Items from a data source

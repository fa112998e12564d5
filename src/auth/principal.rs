//! The request-scoped identity decoded from a validated access token.

use std::collections::BTreeSet;

use crate::db::WILDCARD_PERMISSION;
use crate::jwt::AccessClaims;

/// Identity and authorization context for one request.
///
/// Built only from a token that passed signature/expiry validation, and
/// only when the subject claim parsed; there is no anonymous principal.
/// Role and permission sets reflect the moment the token was issued.
#[derive(Debug, Clone)]
pub struct Principal {
    /// Public user ID (UUID string from the `sub` claim).
    pub user_id: String,
    pub email: String,
    pub name: String,
    pub roles: BTreeSet<String>,
    pub permissions: BTreeSet<String>,
}

impl Principal {
    /// Build a principal from validated claims. Returns `None` when the
    /// subject claim is missing or blank; callers must treat that as
    /// unauthorized, never as an anonymous-but-permitted identity.
    pub fn from_claims(claims: AccessClaims) -> Option<Self> {
        if claims.sub.trim().is_empty() {
            return None;
        }
        Some(Self {
            user_id: claims.sub,
            email: claims.email,
            name: claims.name,
            roles: claims.roles.into_iter().collect(),
            permissions: claims.permissions.into_iter().collect(),
        })
    }

    pub fn has_role(&self, role: &str) -> bool {
        self.roles.contains(role)
    }

    pub fn has_any_role(&self, roles: &[&str]) -> bool {
        roles.iter().any(|role| self.roles.contains(*role))
    }

    /// Point permission check over the claims snapshot: the wildcard or
    /// an exact match grants.
    pub fn has_permission(&self, permission: &str) -> bool {
        self.permissions.contains(WILDCARD_PERMISSION) || self.permissions.contains(permission)
    }
}

#[cfg(test)]
mod tests {
    use super::*;

    fn claims(sub: &str, roles: &[&str], permissions: &[&str]) -> AccessClaims {
        AccessClaims {
            sub: sub.to_string(),
            email: "alice@example.com".to_string(),
            name: "Alice".to_string(),
            roles: roles.iter().map(|s| s.to_string()).collect(),
            permissions: permissions.iter().map(|s| s.to_string()).collect(),
            iss: "finchbook".to_string(),
            aud: "finchbook-web".to_string(),
            iat: 0,
            exp: 0,
        }
    }

    #[test]
    fn test_missing_subject_is_rejected() {
        assert!(Principal::from_claims(claims("", &[], &[])).is_none());
        assert!(Principal::from_claims(claims("   ", &[], &[])).is_none());
        assert!(Principal::from_claims(claims("uuid-1", &[], &[])).is_some());
    }

    #[test]
    fn test_wildcard_permission() {
        let p = Principal::from_claims(claims("uuid-1", &["SUPER_ADMIN"], &["*"])).unwrap();
        assert!(p.has_permission("users.manage"));
        assert!(p.has_permission("anything.at.all"));
    }

    #[test]
    fn test_point_permission() {
        let p = Principal::from_claims(claims("uuid-1", &["MANAGER"], &["reports.view"])).unwrap();
        assert!(p.has_permission("reports.view"));
        assert!(!p.has_permission("users.manage"));
    }

    #[test]
    fn test_role_checks() {
        let p = Principal::from_claims(claims("uuid-1", &["ADMIN", "USER"], &[])).unwrap();
        assert!(p.has_role("ADMIN"));
        assert!(!p.has_role("MANAGER"));
        assert!(p.has_any_role(&["MANAGER", "USER"]));
        assert!(!p.has_any_role(&["MANAGER", "SUPER_ADMIN"]));
    }
}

### Task
Please show, exactly as written, every line above that contains the word "reports".

### Exercise result
        let p = Principal::from_claims(claims("uuid-1", &["MANAGER"], &["reports.view"])).unwrap();
        assert!(p.has_permission("reports.view"));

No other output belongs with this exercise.